(Stored items)

* * * * *

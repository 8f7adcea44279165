//! Widget settings seam.
//!
//! The host owns settings storage; the fetcher only reads through
//! [`ConfigReader`]. [`EnvConfig`] backs standalone use.

use crate::adapters::alphavantage::DEFAULT_ENDPOINT;

pub const API_KEY_ENV: &str = "STOCK_WIDGET_API_KEY";
pub const ENDPOINT_ENV: &str = "STOCK_WIDGET_ENDPOINT";
pub const TIMEOUT_ENV: &str = "STOCK_WIDGET_TIMEOUT_MS";

/// Read access to widget settings. Values are re-read on every refresh.
pub trait ConfigReader: Send + Sync {
    /// API key; `None` or empty means not configured.
    fn api_key(&self) -> Option<String>;

    fn endpoint(&self) -> String {
        String::from(DEFAULT_ENDPOINT)
    }

    /// Per-request timeout; `None` leaves the transport default.
    fn timeout_ms(&self) -> Option<u64> {
        None
    }
}

/// Settings read from `STOCK_WIDGET_*` environment variables.
#[derive(Debug, Clone, Copy, Default)]
pub struct EnvConfig;

impl ConfigReader for EnvConfig {
    fn api_key(&self) -> Option<String> {
        std::env::var(API_KEY_ENV).ok()
    }

    fn endpoint(&self) -> String {
        std::env::var(ENDPOINT_ENV)
            .ok()
            .filter(|value| !value.trim().is_empty())
            .unwrap_or_else(|| String::from(DEFAULT_ENDPOINT))
    }

    fn timeout_ms(&self) -> Option<u64> {
        std::env::var(TIMEOUT_ENV)
            .ok()
            .and_then(|value| value.trim().parse().ok())
    }
}

/// Fixed settings supplied by the embedder.
#[derive(Debug, Clone, PartialEq, Eq)]
pub struct StaticConfig {
    pub api_key: Option<String>,
    pub endpoint: String,
    pub timeout_ms: Option<u64>,
}

impl StaticConfig {
    pub fn new(api_key: impl Into<String>) -> Self {
        Self {
            api_key: Some(api_key.into()),
            ..Self::default()
        }
    }

    pub fn without_api_key() -> Self {
        Self::default()
    }

    pub fn with_endpoint(mut self, endpoint: impl Into<String>) -> Self {
        self.endpoint = endpoint.into();
        self
    }

    pub fn with_timeout_ms(mut self, timeout_ms: Option<u64>) -> Self {
        self.timeout_ms = timeout_ms;
        self
    }
}

impl Default for StaticConfig {
    fn default() -> Self {
        Self {
            api_key: None,
            endpoint: String::from(DEFAULT_ENDPOINT),
            timeout_ms: None,
        }
    }
}

impl ConfigReader for StaticConfig {
    fn api_key(&self) -> Option<String> {
        self.api_key.clone()
    }

    fn endpoint(&self) -> String {
        self.endpoint.clone()
    }

    fn timeout_ms(&self) -> Option<u64> {
        self.timeout_ms
    }
}
//! # Stock Widget Core
//!
//! Fetches a single stock quote from Alpha Vantage and renders it into a
//! widget's display fields, logging every step to an append-only file.
//!
//! ## Modules
//!
//! | Module | Description |
//! |--------|-------------|
//! | [`adapters`] | Alpha Vantage `GLOBAL_QUOTE` adapter |
//! | [`config`] | Settings seam (API key, endpoint, timeout) |
//! | [`display`] | Display bindings seam and in-memory display |
//! | [`domain`] | Symbol, quote formatting, widget status, timestamps |
//! | [`error`] | Error types and user-facing messages |
//! | [`fetcher`] | The fetch-and-render cycle |
//! | [`http_client`] | HTTP transport abstraction |
//! | [`log_sink`] | Timestamped append-only log |
//!
//! ## Quick Start
//!
//! ```rust,ignore
//! use std::sync::Arc;
//! use stockwidget_core::{
//!     DisplayState, EnvConfig, FileLogSink, QuoteFetcher, ReqwestHttpClient,
//! };
//!
//! #[tokio::main]
//! async fn main() -> Result<(), Box<dyn std::error::Error>> {
//!     let display = Arc::new(DisplayState::new());
//!     let fetcher = QuoteFetcher::new(
//!         Arc::new(EnvConfig),
//!         display.clone(),
//!         Arc::new(FileLogSink::new(stockwidget_core::log_sink::default_log_path()?)),
//!         Arc::new(ReqwestHttpClient::new()),
//!     );
//!     fetcher.initialize();
//!     fetcher.refresh("AAPL").await;
//!     println!("{}", display.snapshot().price_text);
//!     Ok(())
//! }
//! ```
//!
//! ## Error Handling
//!
//! Every failure ends in the error status with one of a fixed set of
//! messages; the underlying error text only goes to the log.
//!
//! ```rust
//! use stockwidget_core::FetchError;
//!
//! let error = FetchError::HttpStatus { status: 500 };
//! assert_eq!(
//!     error.user_message(),
//!     "Failed to connect to the stock service. Please check your internet connection."
//! );
//! ```

pub mod adapters;
pub mod config;
pub mod display;
pub mod domain;
pub mod error;
pub mod fetcher;
pub mod http_client;
pub mod log_sink;

pub use adapters::AlphaVantageAdapter;

pub use config::{ConfigReader, EnvConfig, StaticConfig};

pub use display::{DisplaySink, DisplaySnapshot, DisplayState};

pub use domain::{
    format_two_decimals, parse_leading_float, ChangeColor, QuoteDisplay, QuoteResult,
    StatusPhase, Symbol, UtcDateTime, WidgetStatus,
};

pub use error::{FetchError, LogSinkError, ValidationError};

pub use fetcher::{QuoteFetcher, UpdateOutcome};

pub use http_client::{HttpClient, HttpError, HttpRequest, HttpResponse, ReqwestHttpClient};

pub use log_sink::{FileLogSink, LogSink, MemoryLogSink};
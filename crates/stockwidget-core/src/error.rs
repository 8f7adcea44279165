use thiserror::Error;

use crate::http_client::HttpError;

pub const MISSING_API_KEY_MESSAGE: &str =
    "Please set your Alpha Vantage API key in the widget settings.";
pub const LOADING_MESSAGE: &str = "Loading stock data...";
pub const INVALID_SYMBOL_MESSAGE: &str = "Invalid stock symbol. Please check and try again.";
pub const CONNECTIVITY_MESSAGE: &str =
    "Failed to connect to the stock service. Please check your internet connection.";
pub const GENERIC_FAILURE_MESSAGE: &str =
    "An error occurred while fetching stock data. Please try again later.";

/// Validation errors exposed by `stockwidget-core`.
#[derive(Debug, Error, Clone, PartialEq, Eq)]
pub enum ValidationError {
    #[error("symbol cannot be empty")]
    EmptySymbol,
}

/// Failure of a single quote refresh.
#[derive(Debug, Error)]
pub enum FetchError {
    #[error("API key not set")]
    MissingApiKey,

    #[error("HTTP error! status: {status}")]
    HttpStatus { status: u16 },

    #[error(transparent)]
    Transport(#[from] HttpError),

    #[error("failed to parse quote response: {0}")]
    Parse(#[from] serde_json::Error),

    #[error("Invalid stock symbol - {symbol}")]
    InvalidSymbol { symbol: String },

    #[error("field '{field}' is not a number: '{value}'")]
    MalformedField { field: &'static str, value: String },
}

impl FetchError {
    /// Whether the failure came from a non-success HTTP status.
    pub const fn is_http_error(&self) -> bool {
        matches!(self, Self::HttpStatus { .. })
    }

    /// Canned message shown to the user for this failure.
    pub const fn user_message(&self) -> &'static str {
        match self {
            Self::MissingApiKey => MISSING_API_KEY_MESSAGE,
            Self::HttpStatus { .. } => CONNECTIVITY_MESSAGE,
            Self::InvalidSymbol { .. } => INVALID_SYMBOL_MESSAGE,
            Self::Transport(_) | Self::Parse(_) | Self::MalformedField { .. } => {
                GENERIC_FAILURE_MESSAGE
            }
        }
    }

    /// Line written to the log sink for this failure.
    pub fn log_line(&self) -> String {
        if self.is_http_error() {
            format!("Error: HTTP error - {self}")
        } else {
            format!("Error: {self}")
        }
    }
}

/// Errors raised while opening the file-backed log sink.
#[derive(Debug, Error)]
pub enum LogSinkError {
    #[error("failed to create log directory '{path}': {source}")]
    CreateDir {
        path: String,
        #[source]
        source: std::io::Error,
    },

    #[error("failed to open log file '{path}': {source}")]
    Open {
        path: String,
        #[source]
        source: std::io::Error,
    },

    #[error("cannot resolve application data directory: neither XDG_DATA_HOME nor HOME is set")]
    NoDataDir,
}
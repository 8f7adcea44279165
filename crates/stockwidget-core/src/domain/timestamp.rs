use std::fmt::{Display, Formatter};

use time::format_description::well_known::Rfc3339;
use time::format_description::BorrowedFormatItem;
use time::macros::format_description;
use time::OffsetDateTime;

/// `YYYY-MM-DDTHH:MM:SS.mmmZ`, the shape used for log line prefixes.
const ISO_MILLIS: &[BorrowedFormatItem<'static>] =
    format_description!("[year]-[month]-[day]T[hour]:[minute]:[second].[subsecond digits:3]Z");

/// UTC timestamp rendered with millisecond precision.
#[derive(Debug, Clone, Copy, PartialEq, Eq, PartialOrd, Ord, Hash)]
pub struct UtcDateTime(OffsetDateTime);

impl UtcDateTime {
    pub fn now() -> Self {
        Self(OffsetDateTime::now_utc())
    }

    /// Converts any offset to UTC.
    pub fn from_offset_datetime(value: OffsetDateTime) -> Self {
        Self(value.to_offset(time::UtcOffset::UTC))
    }

    pub fn format_iso8601(self) -> String {
        self.0
            .format(ISO_MILLIS)
            .or_else(|_| self.0.format(&Rfc3339))
            .unwrap_or_else(|_| String::from("<unformattable>"))
    }
}

impl Display for UtcDateTime {
    fn fmt(&self, f: &mut Formatter<'_>) -> std::fmt::Result {
        f.write_str(&self.format_iso8601())
    }
}

#[cfg(test)]
mod tests {
    use super::*;
    use time::macros::datetime;

    #[test]
    fn formats_with_milliseconds_and_z_suffix() {
        let ts = UtcDateTime::from_offset_datetime(datetime!(2024-03-05 07:08:09.123_456 UTC));
        assert_eq!(ts.format_iso8601(), "2024-03-05T07:08:09.123Z");
    }

    #[test]
    fn normalizes_non_utc_offsets() {
        let ts = UtcDateTime::from_offset_datetime(datetime!(2024-01-01 01:00:00 +01:00));
        assert_eq!(ts.to_string(), "2024-01-01T00:00:00.000Z");
    }
}
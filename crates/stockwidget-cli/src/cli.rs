//! CLI argument definitions for `stock-widget`.
//!
//! # Commands
//!
//! | Command | Description |
//! |---------|-------------|
//! | `quote` | Fetch and render the latest quote for a symbol |
//! | `log-path` | Print the resolved log file path |
//!
//! # Global Options
//!
//! | Option | Default | Description |
//! |--------|---------|-------------|
//! | `--format` | `table` | Output format (table, json) |
//! | `--pretty` | `false` | Pretty-print JSON output |
//! | `--api-key` | `$STOCK_WIDGET_API_KEY` | Alpha Vantage API key |
//! | `--endpoint` | Alpha Vantage | Quote endpoint base URL |
//! | `--timeout-ms` | transport default | Request timeout in ms |
//! | `--data-dir` | `$XDG_DATA_HOME` | Directory holding `plasma-stock-widget/` |
//!
//! # Examples
//!
//! ```bash
//! stock-widget quote AAPL
//! stock-widget --format json --pretty quote MSFT
//! stock-widget log-path
//! ```

use std::path::PathBuf;

use clap::{Args, Parser, Subcommand, ValueEnum};

/// Stock widget driver: fetch one quote and render it like the desktop widget.
#[derive(Debug, Parser)]
#[command(name = "stock-widget", author, version, about)]
pub struct Cli {
    /// Output format for results.
    #[arg(long, global = true, value_enum, default_value_t = OutputFormat::Table)]
    pub format: OutputFormat,

    /// Pretty-print JSON output with indentation.
    #[arg(long, global = true, default_value_t = false)]
    pub pretty: bool,

    /// Alpha Vantage API key. Falls back to STOCK_WIDGET_API_KEY.
    #[arg(long, global = true)]
    pub api_key: Option<String>,

    /// Quote endpoint base URL. Falls back to STOCK_WIDGET_ENDPOINT.
    #[arg(long, global = true)]
    pub endpoint: Option<String>,

    /// Request timeout in milliseconds. Falls back to STOCK_WIDGET_TIMEOUT_MS.
    #[arg(long, global = true)]
    pub timeout_ms: Option<u64>,

    /// Application data directory; the log lives in `<dir>/plasma-stock-widget/`.
    #[arg(long, global = true)]
    pub data_dir: Option<PathBuf>,

    #[command(subcommand)]
    pub command: Command,
}

/// Output format options.
#[derive(Debug, Clone, Copy, PartialEq, Eq, ValueEnum)]
pub enum OutputFormat {
    /// Widget-style text lines.
    Table,
    /// Single JSON object.
    Json,
}

/// Available CLI commands.
#[derive(Debug, Subcommand)]
pub enum Command {
    /// Fetch the latest quote for a symbol.
    ///
    /// # Examples
    ///
    ///   stock-widget quote AAPL
    ///   stock-widget quote msft --format json
    Quote(QuoteArgs),

    /// Print the log file path.
    LogPath,
}

/// Arguments for the `quote` command.
#[derive(Debug, Args)]
pub struct QuoteArgs {
    /// Ticker symbol (e.g., AAPL).
    pub symbol: String,
}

* * * * *

Where a line in the entries holds the word "Falls", copy that line.

    /// Alpha Vantage API key. Falls back to STOCK_WIDGET_API_KEY.
    /// Quote endpoint base URL. Falls back to STOCK_WIDGET_ENDPOINT.
    /// Request timeout in milliseconds. Falls back to STOCK_WIDGET_TIMEOUT_MS.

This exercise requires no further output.